Tally the lines of the data that include the word "format". Only the number is to be returned.
(Beginning of Material supplied)
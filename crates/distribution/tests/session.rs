use std::time::Duration;
use synopticon_distribution::session::{SessionConfig, StreamListFilter, StreamSessionManager};
use synopticon_distribution::SessionError;
use synopticon_events::EventBus;
use synopticon_types::{AnalysisResult, Capability, DestinationSpec, StreamPatch, StreamSpec, StreamStatus, TransportKind};

fn udp_spec(port: u16) -> StreamSpec {
    StreamSpec {
        transport: TransportKind::Udp,
        source: Capability::FaceDetection,
        destination: DestinationSpec { host: Some("127.0.0.1".to_string()), port: Some(port), ..Default::default() },
        filter: None,
        client_id: None,
    }
}

#[tokio::test]
async fn create_rejects_a_destination_missing_required_fields() {
    let manager = StreamSessionManager::new(std::sync::Arc::new(EventBus::default()), SessionConfig::default());
    let spec = StreamSpec {
        transport: TransportKind::Udp,
        source: Capability::FaceDetection,
        destination: DestinationSpec::default(),
        filter: None,
        client_id: None,
    };
    let result = manager.create(spec);
    assert!(matches!(result, Err(SessionError::InvalidDestination(TransportKind::Udp, _))));
}

#[tokio::test]
async fn lifecycle_create_list_modify_remove() {
    let manager = StreamSessionManager::new(std::sync::Arc::new(EventBus::default()), SessionConfig::default());
    let id = manager.create(udp_spec(29_001)).unwrap();

    let listed = manager.list(StreamListFilter::default()).await;
    assert_eq!(listed.len(), 1);
    assert_eq!(listed[0].status, StreamStatus::Pending);

    manager
        .modify(id, StreamPatch { status: Some(StreamStatus::Paused), ..Default::default() })
        .await
        .unwrap();
    let fetched = manager.get(id).await.unwrap();
    assert_eq!(fetched.status, StreamStatus::Paused);

    // Destination changes are rejected for non-connectionless transports,
    // but UDP is connectionless so this must succeed (spec §4.F).
    manager
        .modify(
            id,
            StreamPatch {
                destination: Some(DestinationSpec { host: Some("127.0.0.1".to_string()), port: Some(29_002), ..Default::default() }),
                ..Default::default()
            },
        )
        .await
        .unwrap();

    manager.remove(id).await.unwrap();
    assert!(manager.get(id).await.is_none());
}

#[tokio::test]
async fn connectionless_destination_patch_is_allowed_on_udp() {
    let manager = StreamSessionManager::new(std::sync::Arc::new(EventBus::default()), SessionConfig::default());
    let id = manager.create(udp_spec(29_003)).unwrap();
    // `type`/`source`/`id` have no representation in `StreamPatch` at all,
    // so immutability is enforced by the type system; only `destination`
    // needs a runtime check against the transport.
    let patch = StreamPatch { destination: Some(DestinationSpec { host: Some("127.0.0.1".into()), port: Some(29_006), ..Default::default() }), ..Default::default() };
    let result = manager.modify(id, patch).await;
    assert!(result.is_ok(), "udp is connection-less so destination patches are allowed");
}

#[tokio::test]
async fn submit_delivers_to_a_live_udp_listener() {
    let socket = tokio::net::UdpSocket::bind("127.0.0.1:0").await.unwrap();
    let port = socket.local_addr().unwrap().port();

    let manager = StreamSessionManager::new(std::sync::Arc::new(EventBus::default()), SessionConfig::default());
    let _id = manager.create(udp_spec(port)).unwrap();

    let result = AnalysisResult::make_success("Pα", 0, 1.0, vec![], None, serde_json::Value::Null);
    manager.submit(Capability::FaceDetection, &result).await;

    let mut buf = [0u8; 1500];
    let received = tokio::time::timeout(Duration::from_secs(2), socket.recv(&mut buf)).await;
    assert!(received.is_ok(), "expected the UDP distributor to deliver the submitted result");
}

#[tokio::test]
async fn share_creates_a_sibling_stream_with_same_source_and_filter() {
    let manager = StreamSessionManager::new(std::sync::Arc::new(EventBus::default()), SessionConfig::default());
    let id = manager.create(udp_spec(29_004)).unwrap();
    let second_id = manager
        .share(id, DestinationSpec { host: Some("127.0.0.1".to_string()), port: Some(29_005), ..Default::default() })
        .await
        .unwrap();
    assert_ne!(id, second_id);
    let original = manager.get(id).await.unwrap();
    let shared = manager.get(second_id).await.unwrap();
    assert_eq!(original.source, shared.source);
    assert_eq!(original.transport, shared.transport);
}
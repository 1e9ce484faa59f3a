use std::sync::atomic::{AtomicBool, AtomicUsize, Ordering};
use std::sync::Arc;
use synopticon_breaker::{BreakerConfig, CircuitBreaker};
use synopticon_pipeline::PipelineHandle;
use synopticon_types::PipelineDescriptor;
use tokio::sync::Mutex as AsyncMutex;

/// One registered pipeline: its immutable descriptor, its live handle, and
/// the circuit breaker the orchestrator exclusively owns for it (spec §3
/// Ownership). The breaker is behind an async mutex because dispatch holds
/// it only for the brief, non-blocking admission check/outcome update —
/// never across the pipeline's own `process` await (spec §5: "no lock held
/// across I/O").
pub struct RegisteredPipeline {
    pub handle: Arc<dyn PipelineHandle>,
    pub breaker: AsyncMutex<CircuitBreaker>,
    pub in_flight: AtomicUsize,
    pub draining: AtomicBool,
}

impl RegisteredPipeline {
    pub fn new(handle: Arc<dyn PipelineHandle>, breaker_config: BreakerConfig) -> Self {
        Self {
            handle,
            breaker: AsyncMutex::new(CircuitBreaker::new(breaker_config)),
            in_flight: AtomicUsize::new(0),
            draining: AtomicBool::new(false),
        }
    }

    pub fn descriptor(&self) -> &PipelineDescriptor {
        self.handle.descriptor()
    }

    pub fn accepting_calls(&self) -> bool {
        !self.draining.load(Ordering::SeqCst)
    }
}

/// Guard that decrements `in_flight` on drop, so a panicking or
/// early-returning dispatch never leaves the counter stuck (which would
/// block `unregister`'s drain forever).
pub struct InFlightGuard<'a> {
    counter: &'a AtomicUsize,
}

impl<'a> InFlightGuard<'a> {
    pub fn enter(counter: &'a AtomicUsize) -> Self {
        let _ = counter.fetch_add(1, Ordering::SeqCst);
        Self { counter }
    }
}

impl Drop for InFlightGuard<'_> {
    fn drop(&mut self) {
        let _ = self.counter.fetch_sub(1, Ordering::SeqCst);
    }
}
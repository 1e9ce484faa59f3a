//! Process entry point (spec §6 "Exit codes for CLI entry"): wires the
//! orchestrator, event bus, stream session manager and media streaming
//! pipeline together, then serves the control API until shutdown.

use std::process::ExitCode;
use std::sync::Arc;

use synopticon_config::ServerConfig;
use synopticon_control_api::AppState;
use synopticon_distribution::{SessionConfig, StreamSessionManager};
use synopticon_events::EventBus;
use synopticon_media::{FrameSink, MediaStreamingModule};
use synopticon_orchestrator::{Orchestrator, OrchestratorConfig, ProcessRequest};
use synopticon_pipeline::{Frame, Pipeline, PipelineHandle};
use synopticon_types::{CapabilitySet, Impact, PerformanceProfile, PipelineDescriptor};
use tracing::{error, info};

/// Name the media producer registers under; never a real `Capability`, so
/// it never wins ordinary capability-based dispatch (spec §4.J).
const MEDIA_PIPELINE_NAME: &str = "media-producer";

/// Builds the callback the media streaming pipeline emits frames through.
/// Each produced frame is re-dispatched for analysis against every
/// capability any other registered pipeline declares, then the result is
/// fanned out to distribution streams sourced from whichever capability
/// the winning pipeline provides (spec §4.J: "Emits frames via a callback
/// the orchestrator registers").
fn make_frame_sink(orchestrator: Arc<Orchestrator>, sessions: Arc<StreamSessionManager>) -> FrameSink {
    Arc::new(move |frame: Frame| {
        let orchestrator = orchestrator.clone();
        let sessions = sessions.clone();
        tokio::spawn(async move {
            let descriptors = orchestrator.list_descriptors();
            let capabilities: CapabilitySet = descriptors
                .iter()
                .filter(|d| d.name != MEDIA_PIPELINE_NAME)
                .flat_map(|d| d.capabilities.clone())
                .collect();
            if capabilities.is_empty() {
                return;
            }
            let result = orchestrator.process(ProcessRequest::new(capabilities, frame)).await;
            let source_capability =
                descriptors.iter().find(|d| d.name == result.source()).and_then(|d| d.capabilities.iter().next().copied());
            if let Some(capability) = source_capability {
                sessions.submit(capability, &result).await;
            }
        });
    })
}

async fn register_media_pipeline(orchestrator: Arc<Orchestrator>, sessions: Arc<StreamSessionManager>) -> anyhow::Result<()> {
    let sink = make_frame_sink(orchestrator.clone(), sessions);
    let descriptor = PipelineDescriptor::new(
        MEDIA_PIPELINE_NAME,
        env!("CARGO_PKG_VERSION"),
        CapabilitySet::new(),
        PerformanceProfile { fps: 30, latency_ms: 0, cpu: Impact::Low, memory: Impact::Low, battery: Impact::Medium, model_size_mb: 0.0 },
    );
    let module = MediaStreamingModule::new("default-camera", false, sink);
    let pipeline = Arc::new(Pipeline::new(descriptor, module));
    pipeline.initialize(serde_json::Value::Null).await.map_err(|e| anyhow::anyhow!(e.message))?;
    orchestrator.register(pipeline).await?;
    Ok(())
}

async fn shutdown_signal() {
    let _ = tokio::signal::ctrl_c().await;
    info!("ctrl-c received, shutting down");
}

async fn run(config: ServerConfig) -> Result<(), synopticon_control_api::Error> {
    let events = Arc::new(EventBus::default());
    let orchestrator = Arc::new(Orchestrator::new(OrchestratorConfig::default(), events.clone()));
    let sessions = Arc::new(StreamSessionManager::new(events.clone(), SessionConfig::default()));

    if let Err(err) = register_media_pipeline(orchestrator.clone(), sessions.clone()).await {
        error!(%err, "failed to register the media streaming pipeline; continuing without it");
    }

    let state = AppState::new(orchestrator, sessions, events, Arc::new(config.clone()));
    synopticon_control_api::serve(&config, state, shutdown_signal()).await
}

fn main() -> ExitCode {
    let config = match ServerConfig::from_env() {
        Ok(config) => config,
        Err(err) => {
            eprintln!("configuration error: {err}");
            return ExitCode::from(1);
        }
    };

    synopticon_telemetry::init(&config.log_level);

    let runtime = match tokio::runtime::Builder::new_multi_thread().enable_all().build() {
        Ok(runtime) => runtime,
        Err(err) => {
            eprintln!("failed to start the async runtime: {err}");
            return ExitCode::from(3);
        }
    };

    match runtime.block_on(run(config)) {
        Ok(()) => {
            info!("clean shutdown");
            ExitCode::from(0)
        }
        Err(synopticon_control_api::Error::Bind(addr, err)) => {
            error!(%addr, %err, "failed to bind the control API");
            ExitCode::from(2)
        }
        Err(synopticon_control_api::Error::Config(err)) => {
            error!(%err, "invalid bind configuration");
            ExitCode::from(1)
        }
        Err(err) => {
            error!(%err, "unrecoverable server error");
            ExitCode::from(3)
        }
    }
}
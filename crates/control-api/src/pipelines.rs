//! `GET /api/pipelines`, `GET /api/strategies`, and the test-only hot
//! registration endpoint (spec §6, §8 scenario 1).

use axum::extract::State;
use axum::response::Response;
use axum::routing::{get, post};
use axum::{Json, Router};
use serde::Deserialize;
use serde_json::{json, Value};
use std::collections::BTreeSet;
use synopticon_pipeline::testing::ScriptedModule;
use synopticon_pipeline::{Pipeline, PipelineHandle};
use synopticon_strategy::StrategyKind;
use synopticon_types::{Capability, Impact, PerformanceProfile, PipelineDescriptor};

use crate::envelope;
use crate::AppState;

pub fn routes() -> Router<AppState> {
    Router::new()
        .route("/api/pipelines", get(list_pipelines))
        .route("/api/pipelines/register", post(register_pipeline))
        .route("/api/strategies", get(list_strategies))
}

async fn list_pipelines(State(state): State<AppState>) -> Response {
    envelope::ok(state.orchestrator.list_descriptors())
}

async fn list_strategies(State(_state): State<AppState>) -> Response {
    envelope::ok(StrategyKind::ALL.iter().map(|s| s.as_str()).collect::<Vec<_>>())
}

#[derive(Debug, Deserialize)]
struct RegisterRequest {
    name: String,
    capabilities: Vec<String>,
    #[serde(default)]
    fail_times: usize,
    #[serde(default = "default_fps")]
    fps: u32,
}

fn default_fps() -> u32 {
    30
}

/// Hot-registers a deterministic scripted test pipeline (spec §8 scenario
/// 1's "register a new pipeline at runtime without a restart"). This is a
/// development/testing seam, not a way to load real CV/ML models — those
/// are wired up in `main` at startup, same as the teacher's receivers and
/// exporters.
async fn register_pipeline(State(state): State<AppState>, Json(body): Json<RegisterRequest>) -> Response {
    let mut capabilities = BTreeSet::new();
    for tag in &body.capabilities {
        match Capability::parse(tag) {
            Ok(capability) => {
                let _ = capabilities.insert(capability);
            }
            Err(err) => return envelope::error(axum::http::StatusCode::BAD_REQUEST, "input_validation", err.to_string()),
        }
    }
    let descriptor = PipelineDescriptor::new(
        body.name.clone(),
        "test",
        capabilities,
        PerformanceProfile { fps: body.fps, latency_ms: 10, cpu: Impact::Low, memory: Impact::Low, battery: Impact::Low, model_size_mb: 0.0 },
    );
    let pipeline = std::sync::Arc::new(Pipeline::new(descriptor, ScriptedModule::new(body.fail_times)));
    if let Err(err) = pipeline.initialize(Value::Null).await {
        return envelope::error(axum::http::StatusCode::INTERNAL_SERVER_ERROR, "initialization", err.message);
    }
    match state.orchestrator.register(pipeline).await {
        Ok(()) => envelope::ok(json!({"registered": body.name})),
        Err(err) => envelope::error(axum::http::StatusCode::CONFLICT, "input_validation", err.to_string()),
    }
}
//! Process-level settings. Spec §6 names exactly four environment
//! variables the core reads; this crate is the single place that does the
//! reading, following the teacher's plain-struct-populated-once-at-startup
//! settings style (`otap_df_config::engine::HttpAdminSettings`) rather than
//! a general config-file/CLI-flag loader, which is out of scope (spec §1).

use std::env;
use std::net::SocketAddr;

const DEFAULT_PORT: u16 = 8080;

#[derive(Debug, thiserror::Error)]
pub enum ConfigError {
    #[error("PORT={0:?} is not a valid port number")]
    InvalidPort(String),
    #[error("failed to parse bind address: {0}")]
    InvalidBindAddress(#[from] std::net::AddrParseError),
}

/// Settings read once at startup and passed down by reference/`Arc`
/// (SPEC_FULL.md §10.3).
#[derive(Debug, Clone)]
pub struct ServerConfig {
    pub port: u16,
    pub allowed_origins: Vec<String>,
    pub api_key: Option<String>,
    pub log_level: String,
}

impl ServerConfig {
    /// Reads `PORT`, `ALLOWED_ORIGINS`, `API_KEY`, `LOG_LEVEL` (spec §6).
    /// Missing variables fall back to defaults; a present-but-unparsable
    /// `PORT` is an error (CLI entry exit code `1`, spec §6).
    pub fn from_env() -> Result<Self, ConfigError> {
        let port = match env::var("PORT") {
            Ok(raw) => raw.parse::<u16>().map_err(|_| ConfigError::InvalidPort(raw))?,
            Err(_) => DEFAULT_PORT,
        };
        let allowed_origins = env::var("ALLOWED_ORIGINS")
            .ok()
            .map(|raw| raw.split(',').map(|s| s.trim().to_string()).filter(|s| !s.is_empty()).collect())
            .unwrap_or_default();
        let api_key = env::var("API_KEY").ok().filter(|s| !s.is_empty());
        let log_level = env::var("LOG_LEVEL").unwrap_or_else(|_| "info".to_string());

        Ok(Self { port, allowed_origins, api_key, log_level })
    }

    pub fn bind_address(&self) -> Result<SocketAddr, ConfigError> {
        Ok(format!("0.0.0.0:{}", self.port).parse()?)
    }

    /// Whether `origin` is on the configured allow-list. An empty
    /// allow-list means "no origin restriction configured" — every origin
    /// is accepted, matching a development-friendly default.
    pub fn origin_allowed(&self, origin: &str) -> bool {
        self.allowed_origins.is_empty() || self.allowed_origins.iter().any(|o| o == origin)
    }
}

impl Default for ServerConfig {
    fn default() -> Self {
        Self { port: DEFAULT_PORT, allowed_origins: Vec::new(), api_key: None, log_level: "info".to_string() }
    }
}

#[cfg(test)]
mod tests {
    use super::*;

    #[test]
    fn empty_allow_list_accepts_any_origin() {
        let config = ServerConfig::default();
        assert!(config.origin_allowed("https://anything.example"));
    }

    #[test]
    fn non_empty_allow_list_rejects_unknown_origins() {
        let config = ServerConfig { allowed_origins: vec!["https://ok.example".to_string()], ..ServerConfig::default() };
        assert!(config.origin_allowed("https://ok.example"));
        assert!(!config.origin_allowed("https://evil.example"));
    }
}
use std::time::Duration;
use synopticon_breaker::BreakerConfig;
use synopticon_strategy::StrategyKind;

/// Process-level orchestrator tunables. Defaults match spec §4.B/§4.E/§4.F
/// verbatim; nothing here is read from a config file (out of scope per
/// spec §1 — configuration loading is an external collaborator).
#[derive(Debug, Clone, Copy)]
pub struct OrchestratorConfig {
    pub default_strategy: StrategyKind,
    pub default_timeout: Duration,
    pub max_fallbacks: u32,
    pub breaker: BreakerConfig,
    pub unregister_drain_timeout: Duration,
    /// Grace period after a deadline expires before a still-running
    /// pipeline call is detached (spec §5).
    pub cancel_grace: Duration,
}

impl Default for OrchestratorConfig {
    fn default() -> Self {
        Self {
            default_strategy: StrategyKind::Balanced,
            default_timeout: Duration::from_millis(10_000),
            max_fallbacks: 2,
            breaker: BreakerConfig::default(),
            unregister_drain_timeout: Duration::from_secs(5),
            cancel_grace: Duration::from_millis(500),
        }
    }
}
use crate::capability::Capability;
use serde::{Deserialize, Serialize};
use serde_json::Value;
use uuid::Uuid;

#[derive(Debug, Clone, Copy, PartialEq, Eq, Serialize, Deserialize)]
#[serde(rename_all = "lowercase")]
pub enum TransportKind {
    Udp,
    Mqtt,
    Websocket,
    Http,
    Sse,
}

impl TransportKind {
    /// Whether the wire order of messages delivered to this transport's
    /// queue is preserved end to end (spec §5 "Ordering guarantees").
    pub fn preserves_order(&self) -> bool {
        !matches!(self, TransportKind::Udp)
    }

    /// Whether the sink is connectionless, which affects which `Stream`
    /// fields `modify` may mutate (spec §4.F).
    pub fn is_connectionless(&self) -> bool {
        matches!(self, TransportKind::Udp | TransportKind::Http)
    }
}

/// Per-transport connection target. Only the fields relevant to `type` are
/// populated; validated by `StreamSessionManager::create` against `type`.
#[derive(Debug, Clone, PartialEq, Serialize, Deserialize, Default)]
pub struct DestinationSpec {
    #[serde(skip_serializing_if = "Option::is_none")]
    pub host: Option<String>,
    #[serde(skip_serializing_if = "Option::is_none")]
    pub port: Option<u16>,
    #[serde(skip_serializing_if = "Option::is_none")]
    pub url: Option<String>,
    #[serde(skip_serializing_if = "Option::is_none")]
    pub topic_prefix: Option<String>,
    #[serde(skip_serializing_if = "Option::is_none")]
    pub qos: Option<u8>,
}

/// Optional result filtering applied before a result reaches a stream's
/// distributor (e.g. minimum confidence, capability subset).
#[derive(Debug, Clone, PartialEq, Serialize, Deserialize, Default)]
pub struct FilterSpec {
    #[serde(skip_serializing_if = "Option::is_none")]
    pub min_confidence: Option<f64>,
    #[serde(skip_serializing_if = "Option::is_none")]
    pub capabilities: Option<Vec<Capability>>,
}

impl FilterSpec {
    pub fn matches(&self, confidence: Option<f64>) -> bool {
        match (self.min_confidence, confidence) {
            (Some(min), Some(actual)) => actual >= min,
            (Some(_), None) => false,
            (None, _) => true,
        }
    }
}

#[derive(Debug, Clone, Copy, PartialEq, Eq, Serialize, Deserialize)]
#[serde(rename_all = "lowercase")]
pub enum StreamStatus {
    Pending,
    Active,
    Paused,
    Failed,
    Closed,
}

#[derive(Debug, Clone, Copy, PartialEq, Serialize, Deserialize, Default)]
pub struct StreamStats {
    pub bytes: u64,
    pub messages: u64,
    pub errors: u64,
    pub dropped: u64,
    pub last_ts: i64,
}

/// A live subscription forwarding orchestrator results to an external sink.
/// Owned exclusively by the `StreamSessionManager`; distributors hold only
/// the `id` (spec §3 Ownership).
#[derive(Debug, Clone, Serialize, Deserialize)]
pub struct Stream {
    pub id: Uuid,
    #[serde(rename = "type")]
    pub transport: TransportKind,
    pub source: Capability,
    pub destination: DestinationSpec,
    #[serde(skip_serializing_if = "Option::is_none", default)]
    pub filter: Option<FilterSpec>,
    #[serde(skip_serializing_if = "Option::is_none", default)]
    pub client_id: Option<String>,
    pub created_at: i64,
    pub status: StreamStatus,
    pub stats: StreamStats,
}

/// Caller-supplied specification used to create a new stream (request
/// body of `POST /api/distribution/streams`).
#[derive(Debug, Clone, Serialize, Deserialize)]
pub struct StreamSpec {
    #[serde(rename = "type")]
    pub transport: TransportKind,
    pub source: Capability,
    pub destination: DestinationSpec,
    #[serde(skip_serializing_if = "Option::is_none", default)]
    pub filter: Option<FilterSpec>,
    #[serde(skip_serializing_if = "Option::is_none", default)]
    pub client_id: Option<String>,
}

/// Patch applied by `PUT /api/distribution/streams/{id}`. Immutable fields
/// (`type`, `source`, `id`) are not representable here.
#[derive(Debug, Clone, Serialize, Deserialize, Default)]
pub struct StreamPatch {
    #[serde(skip_serializing_if = "Option::is_none", default)]
    pub filter: Option<FilterSpec>,
    #[serde(skip_serializing_if = "Option::is_none", default)]
    pub destination: Option<DestinationSpec>,
    #[serde(skip_serializing_if = "Option::is_none", default)]
    pub status: Option<StreamStatus>,
}

/// A persisted recording-sink line format: `{"ts": ns, "stream": id,
/// "payload": <result>}` (spec §6 "Persistent state").
#[derive(Debug, Clone, Serialize, Deserialize)]
pub struct RecordedFrame {
    pub ts: i64,
    pub stream: Uuid,
    pub payload: Value,
}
(End of Material supplied)
Expected answer >> 2